◆ **Items from a dataset**:
#####
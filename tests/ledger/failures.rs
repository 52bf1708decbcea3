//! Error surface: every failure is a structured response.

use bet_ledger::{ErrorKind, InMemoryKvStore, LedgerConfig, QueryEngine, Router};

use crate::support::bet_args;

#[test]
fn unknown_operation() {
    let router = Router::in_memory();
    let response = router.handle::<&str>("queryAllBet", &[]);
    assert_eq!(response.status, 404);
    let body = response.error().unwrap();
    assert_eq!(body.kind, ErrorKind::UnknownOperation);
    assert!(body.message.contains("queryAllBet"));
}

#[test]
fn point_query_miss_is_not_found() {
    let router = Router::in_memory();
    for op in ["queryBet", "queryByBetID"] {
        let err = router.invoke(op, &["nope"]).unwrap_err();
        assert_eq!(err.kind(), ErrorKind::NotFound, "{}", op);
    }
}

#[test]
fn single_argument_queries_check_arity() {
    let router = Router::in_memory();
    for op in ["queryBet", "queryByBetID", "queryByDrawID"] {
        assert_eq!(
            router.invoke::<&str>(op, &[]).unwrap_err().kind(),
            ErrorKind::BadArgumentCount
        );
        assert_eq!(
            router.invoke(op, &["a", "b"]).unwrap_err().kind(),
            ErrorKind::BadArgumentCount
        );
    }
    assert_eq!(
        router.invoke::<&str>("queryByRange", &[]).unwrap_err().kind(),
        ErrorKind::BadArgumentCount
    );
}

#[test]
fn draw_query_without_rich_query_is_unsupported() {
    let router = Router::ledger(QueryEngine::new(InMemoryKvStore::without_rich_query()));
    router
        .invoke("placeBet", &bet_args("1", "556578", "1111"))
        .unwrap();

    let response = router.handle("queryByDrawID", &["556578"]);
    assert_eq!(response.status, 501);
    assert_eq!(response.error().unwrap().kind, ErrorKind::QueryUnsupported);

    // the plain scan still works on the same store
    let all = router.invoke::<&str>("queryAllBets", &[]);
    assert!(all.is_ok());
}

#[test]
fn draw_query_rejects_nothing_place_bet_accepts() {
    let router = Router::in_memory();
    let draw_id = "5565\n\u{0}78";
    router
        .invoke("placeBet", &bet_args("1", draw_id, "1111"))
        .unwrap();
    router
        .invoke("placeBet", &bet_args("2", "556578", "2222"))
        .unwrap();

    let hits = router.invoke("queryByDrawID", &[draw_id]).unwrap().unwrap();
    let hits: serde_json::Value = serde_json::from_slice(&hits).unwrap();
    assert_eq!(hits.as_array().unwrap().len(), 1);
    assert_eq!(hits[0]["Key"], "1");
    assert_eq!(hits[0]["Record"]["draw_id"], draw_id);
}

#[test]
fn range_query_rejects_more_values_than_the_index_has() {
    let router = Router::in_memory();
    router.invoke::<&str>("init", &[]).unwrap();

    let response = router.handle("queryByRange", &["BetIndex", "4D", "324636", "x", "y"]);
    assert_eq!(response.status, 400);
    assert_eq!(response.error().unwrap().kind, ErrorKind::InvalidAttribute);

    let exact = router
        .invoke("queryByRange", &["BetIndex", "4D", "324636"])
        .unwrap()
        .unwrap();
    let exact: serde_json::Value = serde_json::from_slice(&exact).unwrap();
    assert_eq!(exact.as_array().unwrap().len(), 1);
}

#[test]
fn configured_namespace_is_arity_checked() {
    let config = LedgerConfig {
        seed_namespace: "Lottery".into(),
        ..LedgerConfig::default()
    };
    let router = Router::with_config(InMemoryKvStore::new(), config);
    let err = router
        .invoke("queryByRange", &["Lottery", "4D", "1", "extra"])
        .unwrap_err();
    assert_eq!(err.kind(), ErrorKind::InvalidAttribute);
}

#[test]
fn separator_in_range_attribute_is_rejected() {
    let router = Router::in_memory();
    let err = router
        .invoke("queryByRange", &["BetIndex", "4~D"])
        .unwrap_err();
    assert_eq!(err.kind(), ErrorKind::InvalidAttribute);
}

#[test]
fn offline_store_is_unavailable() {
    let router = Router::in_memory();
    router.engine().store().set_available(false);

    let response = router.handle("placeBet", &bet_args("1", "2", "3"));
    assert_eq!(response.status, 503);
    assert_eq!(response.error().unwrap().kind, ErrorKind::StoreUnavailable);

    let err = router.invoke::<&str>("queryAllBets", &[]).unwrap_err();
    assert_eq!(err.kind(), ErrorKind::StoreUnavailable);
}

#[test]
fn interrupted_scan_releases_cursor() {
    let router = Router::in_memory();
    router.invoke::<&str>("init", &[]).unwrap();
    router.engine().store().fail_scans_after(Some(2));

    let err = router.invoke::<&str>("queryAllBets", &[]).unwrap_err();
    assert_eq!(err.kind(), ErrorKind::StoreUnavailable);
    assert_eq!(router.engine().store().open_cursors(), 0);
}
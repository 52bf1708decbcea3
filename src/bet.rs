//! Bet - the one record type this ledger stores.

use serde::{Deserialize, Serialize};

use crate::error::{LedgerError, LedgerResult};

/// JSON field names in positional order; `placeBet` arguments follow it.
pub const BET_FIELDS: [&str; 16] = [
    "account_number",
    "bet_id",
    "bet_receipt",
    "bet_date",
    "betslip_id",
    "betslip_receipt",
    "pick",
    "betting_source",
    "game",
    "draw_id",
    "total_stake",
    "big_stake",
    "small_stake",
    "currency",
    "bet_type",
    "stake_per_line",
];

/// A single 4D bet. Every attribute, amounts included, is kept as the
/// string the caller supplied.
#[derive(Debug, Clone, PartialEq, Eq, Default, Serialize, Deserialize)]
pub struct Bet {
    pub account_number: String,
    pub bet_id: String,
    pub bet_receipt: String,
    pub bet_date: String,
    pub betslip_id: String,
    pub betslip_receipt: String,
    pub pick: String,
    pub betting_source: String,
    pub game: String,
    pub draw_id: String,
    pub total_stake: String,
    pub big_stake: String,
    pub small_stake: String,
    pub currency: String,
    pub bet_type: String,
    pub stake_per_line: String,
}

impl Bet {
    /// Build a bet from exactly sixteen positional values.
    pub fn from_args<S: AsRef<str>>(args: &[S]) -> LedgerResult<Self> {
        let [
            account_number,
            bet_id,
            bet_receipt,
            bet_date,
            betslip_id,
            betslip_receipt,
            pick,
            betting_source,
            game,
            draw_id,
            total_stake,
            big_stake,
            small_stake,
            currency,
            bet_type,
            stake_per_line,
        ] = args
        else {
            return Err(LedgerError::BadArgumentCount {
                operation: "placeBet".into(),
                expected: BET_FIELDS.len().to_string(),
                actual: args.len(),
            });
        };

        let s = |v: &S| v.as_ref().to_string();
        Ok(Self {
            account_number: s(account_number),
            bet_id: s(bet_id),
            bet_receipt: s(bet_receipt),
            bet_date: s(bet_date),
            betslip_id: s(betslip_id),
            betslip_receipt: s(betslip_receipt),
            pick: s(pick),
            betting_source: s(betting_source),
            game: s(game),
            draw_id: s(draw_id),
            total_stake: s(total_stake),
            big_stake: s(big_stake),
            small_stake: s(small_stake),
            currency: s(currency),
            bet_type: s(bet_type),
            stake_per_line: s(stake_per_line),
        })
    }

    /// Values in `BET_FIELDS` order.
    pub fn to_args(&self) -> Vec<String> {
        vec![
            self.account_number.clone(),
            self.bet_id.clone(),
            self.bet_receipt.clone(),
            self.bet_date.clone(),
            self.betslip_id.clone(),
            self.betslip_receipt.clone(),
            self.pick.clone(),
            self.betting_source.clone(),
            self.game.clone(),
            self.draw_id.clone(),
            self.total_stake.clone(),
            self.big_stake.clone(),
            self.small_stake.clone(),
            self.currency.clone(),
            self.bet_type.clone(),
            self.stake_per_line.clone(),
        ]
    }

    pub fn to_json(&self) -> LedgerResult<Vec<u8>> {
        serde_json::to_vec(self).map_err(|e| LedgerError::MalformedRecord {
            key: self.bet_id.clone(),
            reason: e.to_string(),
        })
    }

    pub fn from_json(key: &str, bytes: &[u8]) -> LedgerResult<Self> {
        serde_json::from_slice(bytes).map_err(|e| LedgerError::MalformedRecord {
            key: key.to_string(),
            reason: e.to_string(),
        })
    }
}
#####
◆ **TASK DESCRIPTION**: The answer is each line from the entries above in which the word "filename" occurs.

◆ **RESULT OF THIS TASK**:
filename tests/ledger/failures.rs
filename src/bet.rs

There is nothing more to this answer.